Right after you graduated, when you had two small children, was that difficult? Especially if all of your other classmates had more freedom to audition whenever and work wherever.
That was the hardest period. After I left grad school, I found out I was pregnant. I hadn’t planned it at all. I had gotten really down on myself at that point because I thought, “Well, you went to school for three years and now you’re pregnant a year and a half out of grad school, you fucked up.” I spent a good portion of that time feeling really sad about the direction that my personal life had moved in, but when my daughter was born, the experience of being a mother again gave me a new perspective on acting and what it meant to be of service. That probably though was the most difficult time, without a doubt. Being in school, there was a lot of support, and the teachers were loving on you and Zelda was like, “You can do it.” It was different once I was out there and trying to figure out how to make it work. I think the thing that saved me was Disgraced. At my lowest point, that character was everything I wanted to be but had yet to fully embody in my life. So I got the chance to play out this really powerful, intelligent, put together, wise beyond her years woman, and while my personal life was slowly cratering, she gave me hope. She gave me my optimism back. That was the most difficult time, and since then it’s gotten easier.

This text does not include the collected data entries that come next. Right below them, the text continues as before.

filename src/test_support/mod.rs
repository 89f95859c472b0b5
//! Helpers shared by unit tests.

pub mod socket_guard;
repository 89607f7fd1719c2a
//! Application State
//!
//! Dashboard screen hosting the login modal.

mod config;
mod input;

use std::sync::mpsc::{self, Receiver, Sender};
use std::time::Instant;

use ratatui::Frame;
use ratatui::layout::Rect;
use tracing::{info, warn};

use crate::input::InputMode;
use crate::login::{CredentialRecord, LoginModal};
use crate::ui::components::MessageType;
use crate::ui::{ColorScheme, Renderer, TerminalSurface, UiState};

pub use config::{AppConfig, ConfigError, ConfigResult};

pub struct App {
    pub config: AppConfig,
    pub surface: TerminalSurface,
    pub login: LoginModal,
    pub credentials: Option<CredentialRecord>,
    pub message: Option<(String, MessageType, Instant)>,
    pub should_quit: bool,
    dirty: bool,
    /// Frame area of the last draw, for mouse hit-testing
    screen: Rect,
    results: Receiver<CredentialRecord>,
    sender: Sender<CredentialRecord>,
}

impl App {
    pub fn new(config: AppConfig, scheme: ColorScheme) -> Self {
        let (sender, results) = mpsc::channel();

        Self {
            config,
            surface: TerminalSurface::new(scheme),
            login: LoginModal::new(),
            credentials: None,
            message: None,
            should_quit: false,
            dirty: true,
            screen: Rect::default(),
            results,
            sender,
        }
    }

    pub fn mode(&self) -> InputMode {
        if self.login.is_open() {
            InputMode::Login
        } else {
            InputMode::Normal
        }
    }

    pub fn account(&self) -> Option<&str> {
        self.credentials.as_ref().map(|c| c.username.as_str())
    }

    pub fn open_login(&mut self) {
        let sender = self.sender.clone();
        let opened = self.login.open(&mut self.surface, move |record| {
            // the receiver lives as long as the app
            let _ = sender.send(record);
        });

        if let Err(e) = opened {
            warn!("could not open login: {}", e);
            self.set_message(&e.to_string(), MessageType::Error);
        }
        self.dirty = true;
    }

    /// Called once the login session has closed. A delivered record means
    /// the user logged in; no record means the session was cancelled.
    fn finish_login(&mut self) {
        match self.results.try_recv() {
            Ok(record) => {
                info!("dashboard received credentials");
                let msg = format!("Logged in as {}", record.username);
                self.credentials = Some(record);
                self.set_message(&msg, MessageType::Success);
            }
            Err(_) => self.set_message("Login cancelled", MessageType::Info),
        }
    }

    /// Returns whether the screen must be drawn again
    pub fn needs_redraw(&mut self) -> bool {
        self.check_message_expiry();
        let surface_dirty = self.surface.take_dirty();
        std::mem::take(&mut self.dirty) || surface_dirty
    }

    pub fn mark_dirty(&mut self) {
        self.dirty = true;
    }

    pub fn render(&mut self, frame: &mut Frame) {
        self.screen = frame.area();
        let message = self.message.as_ref().map(|(m, t, _)| (m.as_str(), *t));

        let state = UiState {
            mode: self.mode(),
            account: self.account(),
            message,
            surface: &self.surface,
        };

        Renderer::render(frame, &state);
    }

    fn check_message_expiry(&mut self) {
        let timeout = self.config.message_timeout;
        let expired = self
            .message
            .as_ref()
            .is_some_and(|(_, _, time)| time.elapsed() > timeout);

        if expired {
            self.message = None;
            self.dirty = true;
        }
    }

    pub fn set_message(&mut self, msg: &str, msg_type: MessageType) {
        self.message = Some((msg.to_string(), msg_type, Instant::now()));
        self.dirty = true;
    }
}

I ask actresses a lot about they handle typecasting and things like that, especially when they’re young and just starting out. Did you find being a little older helpful in terms of navigating that stuff or did you find there were challenges that came with that?

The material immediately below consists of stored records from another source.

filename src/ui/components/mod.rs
//! UI Components
//!
//! Widgets for the dashboard chrome and the login form.

pub mod form;
pub mod input;
pub mod statusline;

// Re-exports
pub use form::SurfaceView;
pub use input::FieldBuffer;
pub use statusline::{HelpBar, MessageType, StatusLine};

Older. That’s the trickiest word and no actress wants to try to navigate it. I read that article you did with Quincy, and [like her] I said yes to everything, which helped me to build relationships that I still depend upon to this day. But a lot of my life experience allowed me to step out of grad school and start working immediately. It wasn’t like I stepped out and no one was looking for mothers or would-be bankers or someone who maybe could be a lawyer or someone who understood the dynamics of what it meant to be a mother. Almost immediately I started working. Whereas some of my friends who started grad school right out of college, they had to wait a few painful years to continue to develop their craft until the market opened up for them in a way. I did not have the challenge of a transition into the industry where I wasn’t working. The challenge came in learning how to balance my work and my life as an actor, the financial aspects of balancing my work or lack of work, with my very full financial responsibilities with my children. That was the part of the dynamic for me that was the challenge. But when I left grad school, what was encouraging for me was that there were parts available; the question was whether or not I could get in the room and be in there with all those other really great African American actresses who had been out there for years. My challenges came later.

 

 

You’ve been part of a lot of new work. From your perspective, how do you think new work can be better developed?

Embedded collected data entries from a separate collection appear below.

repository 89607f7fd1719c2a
//! Field Buffer
//!
//! Single-line text editing state behind a login text field.

use zeroize::{Zeroize, ZeroizeOnDrop};

/// Text plus a cursor counted in characters
#[derive(Debug, Clone, Default, PartialEq, Eq, Zeroize, ZeroizeOnDrop)]
pub struct FieldBuffer {
    value: String,
    cursor: usize,
}

impl FieldBuffer {
    pub fn new() -> Self {
        Self::default()
    }

    pub fn value(&self) -> &str {
        &self.value
    }

    pub fn cursor(&self) -> usize {
        self.cursor
    }

    pub fn char_len(&self) -> usize {
        self.value.chars().count()
    }

    /// Replace the contents, wiping the old text. Cursor moves to the end.
    pub fn set(&mut self, value: &str) {
        self.value.zeroize();
        self.value.push_str(value);
        self.cursor = self.char_len();
    }

    pub fn clear(&mut self) {
        self.value.zeroize();
        self.cursor = 0;
    }

    fn byte_offset(&self, char_idx: usize) -> usize {
        self.value
            .char_indices()
            .nth(char_idx)
            .map_or(self.value.len(), |(i, _)| i)
    }

    pub fn insert_char(&mut self, c: char) {
        let at = self.byte_offset(self.cursor);
        self.value.insert(at, c);
        self.cursor += 1;
    }

    pub fn delete_char(&mut self) {
        if self.cursor > 0 {
            self.cursor -= 1;
            let at = self.byte_offset(self.cursor);
            self.value.remove(at);
        }
    }

    pub fn delete_char_forward(&mut self) {
        if self.cursor < self.char_len() {
            let at = self.byte_offset(self.cursor);
            self.value.remove(at);
        }
    }

    pub fn cursor_left(&mut self) {
        self.cursor = self.cursor.saturating_sub(1);
    }

    pub fn cursor_right(&mut self) {
        if self.cursor < self.char_len() {
            self.cursor += 1;
        }
    }

    pub fn cursor_home(&mut self) {
        self.cursor = 0;
    }

    pub fn cursor_end(&mut self) {
        self.cursor = self.char_len();
    }
}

I feel like dramaturgy and play development at non-profit theatres is not as strong as it has been in the past. Playwrights like August Wilson worked with Marion McClinton for years in different regions on his plays before he came to New York City. I don’t think that we do enough to develop playwrights and dramaturgs and directors in our industry. I also think it’s important to have young people come to the theatre and to know the importance of going into theatres and how to listen and how to engage with this kind of art. We don’t do that enough. We use it as an education tool, but we’ll put an iPad in the hands of a child before we’ll have them write something down, or we’ll take them to a movie before we’ll take them to a play. I find the theatre is the most visceral experience that you can have. You’re seeing the reflection of yourself on stage, and that is transformative. Having more young people earlier in their lives, I think, can be a part of developing plays and playwrights.